Running the Experiments

First, download the code into the environment that you would like to run the attacks.

Unzip datasets.zip directly into your working directory. Your working directory should be flat after this step.

Next, install NumPy and SciPy into your virtual environment.

Run the experiments using the command below. This will take a long time - we recommend running the experiments overnight.

python3 automate_experiments.py

The experiments run in the order that they are listed in the exp_settings.csv file. As experiments are completed, you will see intermediate result files appear in the experiment_results/ directory. If for any reason the experiments stop (crash, want to stop and continue later, etc.), place a # in front of all lines for experiments in exp_settings.csv that have already been ran (or simply delete them).

Preparing the Results

Before the results can be graphed, we have an intermediate processing step to combine the results for each type of experiment into one file.

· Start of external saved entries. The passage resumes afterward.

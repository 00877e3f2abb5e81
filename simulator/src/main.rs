use anyhow::Context;
use clap::Parser;
use generator::profile::build_report_payload_from_config;
use generator::profile::SampleConfig;
use gui_bridge::bridge::GuiBridge;
use gui_bridge::model::VisualizationModel;
use std::fs::{self, OpenOptions};
use std::io::Write;
use std::path::PathBuf;
use std::sync::Arc;
use tokio::runtime::Builder as TokioBuilder;
use tokio::signal;
use workflow::config::WorkflowConfig;
use workflow::runner::Runner;

mod generator;
mod gui_bridge;
mod workflow;

#[derive(Parser)]
#[command(author, version, about = "Survey-report workflow driver and HTTP bridge")]
struct Args {
    /// Run a single offline pass over a report and emit a baseline summary
    #[arg(long, default_value_t = false)]
    offline: bool,
    /// Load a workflow config from YAML
    #[arg(long)]
    workflow: Option<PathBuf>,
    /// Load a report payload from JSON instead of generating a sample
    #[arg(long)]
    report: Option<PathBuf>,
    #[arg(long, default_value_t = 800.0)]
    container_width: f64,
    #[arg(long, default_value_t = 30.0)]
    map_padding_m: f64,
    /// Keep the GUI bridge alive for incoming payloads
    #[arg(long, default_value_t = false)]
    serve: bool,
}

fn main() -> anyhow::Result<()> {
    env_logger::init();
    let args = Args::parse();

    let workflow_config = if let Some(path) = args.workflow {
        WorkflowConfig::load(path)?
    } else {
        WorkflowConfig::from_args(args.container_width, args.map_padding_m)
    };

    let runner = Runner::new(workflow_config);
    let gui_bridge = GuiBridge::new(Arc::new(runner.clone()));

    let payload = if let Some(path) = args.report {
        let contents = fs::read_to_string(&path)
            .with_context(|| format!("reading report payload {}", path.display()))?;
        serde_json::from_str(&contents)
            .with_context(|| format!("parsing report payload {}", path.display()))?
    } else {
        build_report_payload_from_config(&SampleConfig::default())?
    };

    if args.offline {
        let summary = runner.execute(&payload)?;

        println!(
            "Offline run -> grid {} x {} ({} cells), canvas {:.0} x {:.0}, {} overlay masts",
            summary.rows,
            summary.cols,
            summary.cell_count,
            summary.canvas_width,
            summary.canvas_height,
            summary.overlay.masts.features.len()
        );

        let model = VisualizationModel::from_summary(payload.clone(), &summary);
        gui_bridge.publish(&model)?;
        gui_bridge.publish_status("Offline report results ready.");

        let report_line = format!(
            "grid={}x{} cells={} duplicates={} canvas={:.0}x{:.0} notes={:?}\n",
            summary.rows,
            summary.cols,
            summary.cell_count,
            summary.duplicate_count,
            summary.canvas_width,
            summary.canvas_height,
            summary.notes
        );
        let report_path = PathBuf::from("tools/data/offline_report.log");
        if let Some(parent) = report_path.parent() {
            fs::create_dir_all(parent)?;
        }
        let mut file = OpenOptions::new()
            .create(true)
            .append(true)
            .open(report_path)?;
        file.write_all(report_line.as_bytes())?;
    }
    if args.serve {
        gui_bridge.publish_status("HTTP bridge running (Ctrl+C to stop)...");
        let runtime = TokioBuilder::new_current_thread()
            .enable_all()
            .build()
            .context("creating runtime for signal handling")?;
        runtime.block_on(async {
            signal::ctrl_c().await.context("awaiting Ctrl+C to exit")?;
            Ok::<(), anyhow::Error>(())
        })?;
    }

    Ok(())
}
impl Visualizer {
    fn boot() -> (Self, Task<Message>) {
        (
            Visualizer {
                config: ConfigForm::default(),
                payload: None,
                status: "Waiting for report data...".into(),
                history: Vec::new(),
            },
            Task::perform(fetch_payload(), Message::PayloadFetched),
        )
    }

    fn update(state: &mut Self, message: Message) -> Task<Message> {
        match message {
            Message::Tick => Task::perform(fetch_payload(), Message::PayloadFetched),
            Message::PayloadFetched(Ok(payload)) => {
                state.status = format!(
                    "Report received: {} x {} grid / {} cells",
                    payload.rows, payload.cols, payload.cell_count
                );
                state.push_history(format!(
                    "Report: {} x {} grid / {} cells",
                    payload.rows, payload.cols, payload.cell_count
                ));
                state.payload = Some(payload);
                Task::none()
            }
            Message::PayloadFetched(Err(err)) => {
                state.status = format!("Report error: {err}");
                Task::none()
            }
            Message::ConfigFieldChanged(field, value) => {
                state.config.update_field(field, value);
                Task::none()
            }
            Message::SubmitConfig => {
                let config = state.config.to_payload();
                Task::perform(post_config(config), Message::ConfigSubmitted)
            }
            Message::ConfigSubmitted(Ok(message)) => {
                state.status = message;
                state.push_history("Scenario submitted".into());
                Task::none()
            }
            Message::ConfigSubmitted(Err(err)) => {
                state.status = format!("Config error: {err}");
                Task::none()
            }
        }
    }

    fn view(state: &Self) -> Element<'_, Message> {
        let config_column = column![
            text("Sample Scenario").size(26),
            text_input("Field width (m)", &state.config.field_width)
                .on_input(|value| Message::ConfigFieldChanged(ConfigField::FieldWidth, value))
                .padding(6),
            text_input("Field length (m)", &state.config.field_length)
                .on_input(|value| Message::ConfigFieldChanged(ConfigField::FieldLength, value))
                .padding(6),
            text_input("Grid pitch (m)", &state.config.pitch)
                .on_input(|value| Message::ConfigFieldChanged(ConfigField::Pitch, value))
                .padding(6),
            text_input("Peak lux", &state.config.peak_lux)
                .on_input(|value| Message::ConfigFieldChanged(ConfigField::PeakLux, value))
                .padding(6),
            text_input("Noise (lux)", &state.config.noise)
                .on_input(|value| Message::ConfigFieldChanged(ConfigField::Noise, value))
                .padding(6),
            text_input("Seed", &state.config.seed)
                .on_input(|value| Message::ConfigFieldChanged(ConfigField::Seed, value))
                .padding(6),
            text_input("Description", &state.config.description)
                .on_input(|value| Message::ConfigFieldChanged(ConfigField::Description, value))
                .padding(6),
            button("POST scenario")
                .on_press(Message::SubmitConfig)
                .padding(10),
            text(&state.status).size(14),
            column![
                text("Parameter definitions").size(16),
                text("Field width/length: footprint of the survey field in meters.").size(12),
                text("Grid pitch: spacing of the calculation lattice; smaller = denser heatmap.")
                    .size(12),
                text("Peak lux: illuminance at the field center before falloff.").size(12),
                text("Noise: jitter amplitude applied to every sample.").size(12),
                text("Seed: deterministic PRNG seeding so scenarios replay consistently.")
                    .size(12),
                text("Description: free-text note included in the ingest response.").size(12),
            ]
            .spacing(4)
            .padding(6),
        ]
        .spacing(10)
        .padding(16)
        .width(Length::Fixed(360.0));

        let grid_info = if let Some(payload) = &state.payload {
            text(format!(
                "Grid: {} x {} / {} cells{}",
                payload.rows,
                payload.cols,
                payload.cell_count,
                if payload.duplicate_count > 0 {
                    format!(" ({} duplicates)", payload.duplicate_count)
                } else {
                    String::new()
                }
            ))
            .size(18)
        } else {
            text("Grid: n/a").size(18)
        };

        let heatmap = Canvas::new(Heatmap::from_payload(state.payload.as_ref()))
            .width(Length::Fill)
            .height(Length::Fixed(420.0));

        let legend = Canvas::new(Legend)
            .width(Length::Fill)
            .height(Length::Fixed(18.0));

        let notes_list = {
            let notes = state
                .payload
                .as_ref()
                .map(|payload| payload.notes.clone())
                .unwrap_or_default();
            if notes.is_empty() {
                Column::new().push(text("No notes yet").size(14))
            } else {
                notes
                    .iter()
                    .fold(Column::new().spacing(4), |col, note| {
                        col.push(text(note.clone()).size(14))
                    })
            }
        };

        let history_list = if state.history.is_empty() {
            Column::new().push(text("No activity yet").size(12))
        } else {
            state
                .history
                .iter()
                .rev()
                .fold(Column::new().spacing(4), |col, entry| {
                    col.push(text(entry.clone()).size(12))
                })
        };

        let telemetry_column = column![
            text("Illuminance Heatmap").size(26),
            grid_info,
            heatmap,
            row![text("Low").size(12), legend, text("High").size(12)]
                .spacing(8)
                .align_y(Alignment::Center),
            text("Processing notes").size(16),
            Container::new(scrollable(notes_list).height(Length::Fixed(90.0))).padding(6),
            text("Activity log").size(16),
            Container::new(scrollable(history_list).height(Length::Fixed(90.0))).padding(6),
        ]
        .spacing(10)
        .padding(16)
        .width(Length::Fill);

        let layout = row![config_column, telemetry_column]
            .spacing(20)
            .align_y(Alignment::Start)
            .padding(20);

        Container::new(layout)
            .width(Length::Fill)
            .height(Length::Fill)
            .center_y(Length::Fill)
            .into()
    }

    fn push_history(&mut self, entry: String) {
        self.history.push(entry);
        if self.history.len() > 20 {
            self.history.remove(0);
        }
    }
}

Run the following command:

python3 output_to_graph_format.py

You should see 10 files appear in the results_for_latex directory.

Graphing the Results

Open main.tex in your favorite LaTeX editor, such as OverLeaf. Drop the results_for_latex/ folder into the environment (i.e., do not put the contents of results_for_latex/ into the same level as main.tex, the working directory should not be flat).

Compile main.tex and view the results of the graphs. We use constant values in 4 places in the figures; please Ctrl-F for "Constant" and verify that each of the values match the results from your eta_mu.txt. If not, replace those constants with the values you have.

Notes

We use Linux-style paths which may break on Windows. We recommend running the experiment code in a fairly strong Linux environment. Multithreading could speed up the experiments, but we do not have plans to implement it.

We have wrapped the logic used to generate our paper's experimental results to automate our previously-tedious workflow; the result is the code in this repo. The intent and make it user-friendly for readers to verify our results. We have done some testing to make sure that the code in this repository works, but we expect this process to have introduced some bugs. If you run into bugs or crashes, please don't spend your time trying to fix them - report them to jacobshalt(at)vt(dot)edu and we will do our best to fix them promptly.

This code may be used for academic research only. All other uses are prohibited.